▶ [What needs to be done]: Say how many lines in the entries contain "dioxide", giving only the number.

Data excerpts
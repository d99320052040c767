//! Retrieval-augmented study assistant.
//!
//! This crate provides:
//! - Boundary-aware document chunking with byte offsets and page numbers
//! - Time-bounded embedding and completion gateways with one retry
//! - In-memory and file-backed vector indexes with deterministic ranking
//! - Grounded answers with citations, summaries in four formats
//! - Multiple-choice quizzes with tolerant parsing, one repair pass and grading
//! - Definition extraction
//!
//! [`StudyPipeline`] composes all of it from a single [`StudyConfig`].
//!
//! # Features
//!
//! - `ollama` – [`ollama`] providers for a local Ollama server
//! - `pdf` – PDF text extraction in [`extract_pages`]

pub mod answer;
pub mod chunking;
pub mod completion;
pub mod config;
pub mod definitions;
pub mod document;
pub mod embedding;
pub mod error;
pub mod extract;
pub mod gateway;
pub mod index;
pub mod inmemory;
pub mod persistent;
pub mod pipeline;
pub mod quiz;
pub mod retriever;
pub mod summarize;

mod prompts;

#[cfg(feature = "ollama")]
pub mod ollama;

pub use answer::{Answer, AnswerSynthesizer, Citation};
pub use chunking::{Chunker, RecursiveChunker, split_spans};
pub use completion::{CompletionOptions, CompletionProvider};
pub use config::{StudyConfig, StudyConfigBuilder};
pub use definitions::{DefinitionEntry, DefinitionExtractor, Definitions, parse_definitions};
pub use document::{
    Chunk, Document, DocumentSummary, IndexEntry, PageStart, RetrievalResult, ScoredChunk,
    normalize_text, page_at,
};
pub use embedding::EmbeddingProvider;
pub use error::{Result, StudyError};
pub use extract::{ContentType, document_from_bytes, extract_pages};
pub use gateway::{CompletionGateway, EmbeddingGateway};
pub use index::VectorIndex;
pub use inmemory::{InMemoryVectorIndex, cosine_similarity};
pub use persistent::PersistentVectorIndex;
pub use pipeline::{IngestStatus, StudyPipeline, StudyPipelineBuilder};
pub use prompts::INSUFFICIENT_CONTEXT_ANSWER;
pub use quiz::{
    Difficulty, GradedResult, ParsedQuiz, QuestionResult, Quiz, QuizEngine, QuizQuestion,
    QuizReport, QuizRequest, QuizStage, Score, grade, parse_quiz_output,
};
pub use retriever::Retriever;
pub use summarize::{Summarizer, Summary, SummaryFormat};
//! Deterministic fakes shared by the integration tests.

#![allow(dead_code)]

use std::collections::VecDeque;
use std::sync::atomic::{AtomicUsize, Ordering};
use std::sync::{Arc, Mutex};

use async_trait::async_trait;
use study_rag::{
    CompletionOptions, CompletionProvider, EmbeddingProvider, InMemoryVectorIndex, Result,
    StudyConfig, StudyError, StudyPipeline,
};

/// Words the fake embedder knows. Text using none of them embeds to zero.
pub const VOCABULARY: &[&str] = &[
    "photosynthesis",
    "plant",
    "plants",
    "light",
    "energy",
    "chlorophyll",
    "glucose",
    "oxygen",
    "carbon",
    "dioxide",
    "water",
    "leaf",
    "leaves",
    "chloroplast",
    "chloroplasts",
    "sunlight",
    "respiration",
    "mitochondria",
    "cell",
    "atp",
    "gravity",
    "planet",
    "orbit",
    "mass",
];

/// Bag-of-words embedder over [`VOCABULARY`].
#[derive(Default)]
pub struct VocabularyEmbedder {
    pub calls: AtomicUsize,
}

impl VocabularyEmbedder {
    pub fn vector(text: &str) -> Vec<f32> {
        let mut vector = vec![0.0; VOCABULARY.len()];
        for token in text.split(|c: char| !c.is_alphanumeric()) {
            let token = token.to_lowercase();
            if let Some(i) = VOCABULARY.iter().position(|w| *w == token) {
                vector[i] += 1.0;
            }
        }
        vector
    }

    pub fn calls(&self) -> usize {
        self.calls.load(Ordering::SeqCst)
    }
}

#[async_trait]
impl EmbeddingProvider for VocabularyEmbedder {
    async fn embed(&self, text: &str) -> Result<Vec<f32>> {
        self.calls.fetch_add(1, Ordering::SeqCst);
        Ok(Self::vector(text))
    }

    fn dimensions(&self) -> usize {
        VOCABULARY.len()
    }

    fn name(&self) -> &str {
        "vocabulary"
    }
}

/// Completion provider that replays queued responses and records prompts.
///
/// Once the queue is empty every call returns `fallback`.
pub struct ScriptedCompletion {
    responses: Mutex<VecDeque<Result<String>>>,
    fallback: String,
    prompts: Mutex<Vec<String>>,
}

impl ScriptedCompletion {
    pub fn new(fallback: impl Into<String>) -> Self {
        Self {
            responses: Mutex::new(VecDeque::new()),
            fallback: fallback.into(),
            prompts: Mutex::new(Vec::new()),
        }
    }

    pub fn with_responses<I, S>(self, responses: I) -> Self
    where
        I: IntoIterator<Item = S>,
        S: Into<String>,
    {
        self.responses.lock().unwrap().extend(responses.into_iter().map(|r| Ok(r.into())));
        self
    }

    pub fn push_error(&self, message: &str) {
        self.responses.lock().unwrap().push_back(Err(StudyError::Completion {
            provider: "scripted".into(),
            message: message.into(),
        }));
    }

    pub fn calls(&self) -> usize {
        self.prompts.lock().unwrap().len()
    }

    pub fn prompts(&self) -> Vec<String> {
        self.prompts.lock().unwrap().clone()
    }
}

#[async_trait]
impl CompletionProvider for ScriptedCompletion {
    async fn complete(&self, prompt: &str, _options: &CompletionOptions) -> Result<String> {
        self.prompts.lock().unwrap().push(prompt.to_string());
        let next = self.responses.lock().unwrap().pop_front();
        next.unwrap_or_else(|| Ok(self.fallback.clone()))
    }

    fn name(&self) -> &str {
        "scripted"
    }
}

/// A pipeline over a fresh in-memory index.
pub fn pipeline(config: StudyConfig, completion: Arc<ScriptedCompletion>) -> StudyPipeline {
    pipeline_with_embedder(config, Arc::new(VocabularyEmbedder::default()), completion)
}

pub fn pipeline_with_embedder(
    config: StudyConfig,
    embedder: Arc<VocabularyEmbedder>,
    completion: Arc<ScriptedCompletion>,
) -> StudyPipeline {
    StudyPipeline::builder()
        .config(config)
        .embedding_provider(embedder)
        .completion_provider(completion)
        .index(Arc::new(InMemoryVectorIndex::new()))
        .build()
        .unwrap()
}

/// Route `tracing` output through the test harness; `RUST_LOG` selects levels.
pub fn init_tracing() {
    let _ = tracing_subscriber::fmt()
        .with_env_filter(tracing_subscriber::EnvFilter::from_default_env())
        .with_test_writer()
        .try_init();
}

/// `count` well-formed questions in the JSON shape the quiz prompt asks for.
pub fn quiz_json(stems: &[&str]) -> String {
    let questions: Vec<String> = stems
        .iter()
        .map(|stem| {
            format!(
                r#"{{"question": "{stem}", "options": {{"A": "Oxygen", "B": "Glucose", "C": "Nitrogen", "D": "Helium"}}, "correct_answer": "B", "explanation": "From the notes."}}"#
            )
        })
        .collect();
    format!(r#"{{"questions": [{}]}}"#, questions.join(", "))
}

pub const PHOTOSYNTHESIS_PAGE_ONE: &str = "Photosynthesis is the process by which plants convert \
light energy into chemical energy. It takes place in the chloroplasts of plant cells, where the \
green pigment chlorophyll absorbs sunlight.\n\nDuring photosynthesis plants take in carbon \
dioxide from the air and water from the soil. Using light energy they turn these into glucose, \
a sugar that stores energy, and release oxygen as a by-product.";

pub const PHOTOSYNTHESIS_PAGE_TWO: &str = "The light-dependent reactions happen in the thylakoid \
membranes and produce ATP. The Calvin cycle then uses that ATP to fix carbon dioxide into \
glucose.\n\nWithout photosynthesis there would be almost no oxygen in the atmosphere, and most \
food chains would collapse, because plants are the primary producers.";
//! Term/definition extraction.

use std::collections::BTreeMap;
use std::collections::btree_map;

use serde::{Deserialize, Serialize};
use tracing::{info, warn};

use crate::completion::CompletionOptions;
use crate::document::Chunk;
use crate::error::Result;
use crate::gateway::CompletionGateway;
use crate::prompts::{self, DEFINITIONS_TEMPLATE};
use crate::retriever::{Retriever, unique_sources};

/// One extracted term.
#[derive(Debug, Clone, PartialEq, Eq, Serialize, Deserialize)]
pub struct DefinitionEntry {
    pub term: String,
    pub definition: String,
    /// Id of the first context chunk that mentions the term.
    pub source_chunk: Option<String>,
}

/// Extracted definitions keyed by normalized term.
///
/// Keys are lowercase with whitespace runs collapsed, so `"Cell  Wall"` and
/// `"cell wall"` are the same term. Inserting an existing term replaces it.
#[derive(Debug, Clone, Default, PartialEq, Serialize, Deserialize)]
pub struct Definitions {
    entries: BTreeMap<String, DefinitionEntry>,
    /// Pairs discarded for a missing term or an empty definition.
    pub malformed_count: usize,
    pub sources: Vec<String>,
}

impl Definitions {
    pub fn new() -> Self {
        Self::default()
    }

    /// Insert `entry`, returning the entry it replaced.
    pub fn insert(&mut self, entry: DefinitionEntry) -> Option<DefinitionEntry> {
        self.entries.insert(normalize_term(&entry.term), entry)
    }

    pub fn get(&self, term: &str) -> Option<&DefinitionEntry> {
        self.entries.get(&normalize_term(term))
    }

    pub fn len(&self) -> usize {
        self.entries.len()
    }

    pub fn is_empty(&self) -> bool {
        self.entries.is_empty()
    }

    /// Entries in normalized-term order.
    pub fn iter(&self) -> btree_map::Values<'_, String, DefinitionEntry> {
        self.entries.values()
    }
}

impl<'a> IntoIterator for &'a Definitions {
    type Item = &'a DefinitionEntry;
    type IntoIter = btree_map::Values<'a, String, DefinitionEntry>;

    fn into_iter(self) -> Self::IntoIter {
        self.iter()
    }
}

/// Lowercase `term` and collapse its whitespace.
pub fn normalize_term(term: &str) -> String {
    term.split_whitespace().collect::<Vec<_>>().join(" ").to_lowercase()
}

/// Parse `Term: ...` / `Definition: ...` pairs out of model output.
///
/// Bullets, numbering, markdown bold and headings around the labels are
/// ignored, as are lines that belong to no pair. A definition may wrap onto
/// following lines until a blank line. Pairs with an empty term or
/// definition are discarded and counted; a repeated term keeps its last
/// definition. `source_chunk` is left unset.
pub fn parse_definitions(raw: &str) -> Definitions {
    let mut definitions = Definitions::new();
    let mut term: Option<String> = None;
    let mut open: Option<DefinitionEntry> = None;

    for line in raw.lines() {
        let line = clean_line(line);
        if line.is_empty() {
            close(&mut open, &mut definitions);
            continue;
        }

        if let Some(rest) = strip_label(&line, "term") {
            close(&mut open, &mut definitions);
            if term.replace(rest.to_string()).is_some() {
                // A term with no definition.
                definitions.malformed_count += 1;
            }
        } else if let Some(rest) = strip_label(&line, "definition") {
            close(&mut open, &mut definitions);
            match term.take() {
                Some(t) if !t.is_empty() && !rest.is_empty() => {
                    open = Some(DefinitionEntry {
                        term: t,
                        definition: rest.to_string(),
                        source_chunk: None,
                    });
                }
                _ => definitions.malformed_count += 1,
            }
        } else if let Some(entry) = open.as_mut() {
            entry.definition.push(' ');
            entry.definition.push_str(&line);
        }
    }
    close(&mut open, &mut definitions);
    if term.is_some() {
        definitions.malformed_count += 1;
    }
    definitions
}

fn close(open: &mut Option<DefinitionEntry>, definitions: &mut Definitions) {
    if let Some(entry) = open.take() {
        definitions.insert(entry);
    }
}

fn clean_line(line: &str) -> String {
    let line = line.replace("**", "").replace("__", "");
    let line = line.trim().trim_start_matches('#').trim_start();
    let line = line.trim_start_matches(['-', '*', '•']).trim_start();
    let digits = line.len() - line.trim_start_matches(|c: char| c.is_ascii_digit()).len();
    let line = if digits > 0 && line[digits..].starts_with(['.', ')']) {
        line[digits + 1..].trim_start()
    } else {
        line
    };
    line.trim_end().to_string()
}

/// The text after `label:` when `line` starts with that label, ignoring case.
fn strip_label<'a>(line: &'a str, label: &str) -> Option<&'a str> {
    let head = line.get(..label.len())?;
    if !head.eq_ignore_ascii_case(label) {
        return None;
    }
    line[label.len()..].trim_start().strip_prefix(':').map(str::trim)
}

/// Extracts a glossary from retrieved or corpus-wide context.
#[derive(Clone)]
pub struct DefinitionExtractor {
    retriever: Retriever,
    completion: CompletionGateway,
    options: CompletionOptions,
    top_k: usize,
    context_char_budget: usize,
}

impl DefinitionExtractor {
    pub fn new(
        retriever: Retriever,
        completion: CompletionGateway,
        options: CompletionOptions,
        top_k: usize,
        context_char_budget: usize,
    ) -> Self {
        Self { retriever, completion, options, top_k, context_char_budget }
    }

    /// Extract definitions for `topic`, or from the whole corpus.
    ///
    /// # Errors
    ///
    /// Returns [`StudyError::InsufficientContext`](crate::StudyError::InsufficientContext)
    /// when there is no context, or a gateway error.
    pub async fn extract(&self, topic: Option<&str>) -> Result<Definitions> {
        let chunks =
            self.retriever.gather_context(topic, self.top_k, self.context_char_budget).await?;
        let context = prompts::plain_context(&chunks, self.context_char_budget);
        let chunks = &chunks[..context.chunk_count];
        let prompt = prompts::render(DEFINITIONS_TEMPLATE, &[("context", context.text.as_str())]);
        let raw = self.completion.complete(&prompt, &self.options).await?;

        let mut definitions = parse_definitions(&raw);
        attach_source_chunks(&mut definitions, chunks);
        definitions.sources = unique_sources(chunks);

        if definitions.malformed_count > 0 {
            warn!(malformed = definitions.malformed_count, "discarded malformed definition pairs");
        }
        info!(
            topic = topic.unwrap_or(""),
            term_count = definitions.len(),
            "definitions extracted"
        );
        Ok(definitions)
    }
}

fn attach_source_chunks(definitions: &mut Definitions, chunks: &[Chunk]) {
    let haystacks: Vec<(String, &str)> =
        chunks.iter().map(|c| (normalize_term(&c.text), c.id.as_str())).collect();
    for (key, entry) in definitions.entries.iter_mut() {
        entry.source_chunk = haystacks
            .iter()
            .find(|(text, _)| text.contains(key.as_str()))
            .map(|(_, id)| id.to_string());
    }
}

▶ [Exercise solution]: 3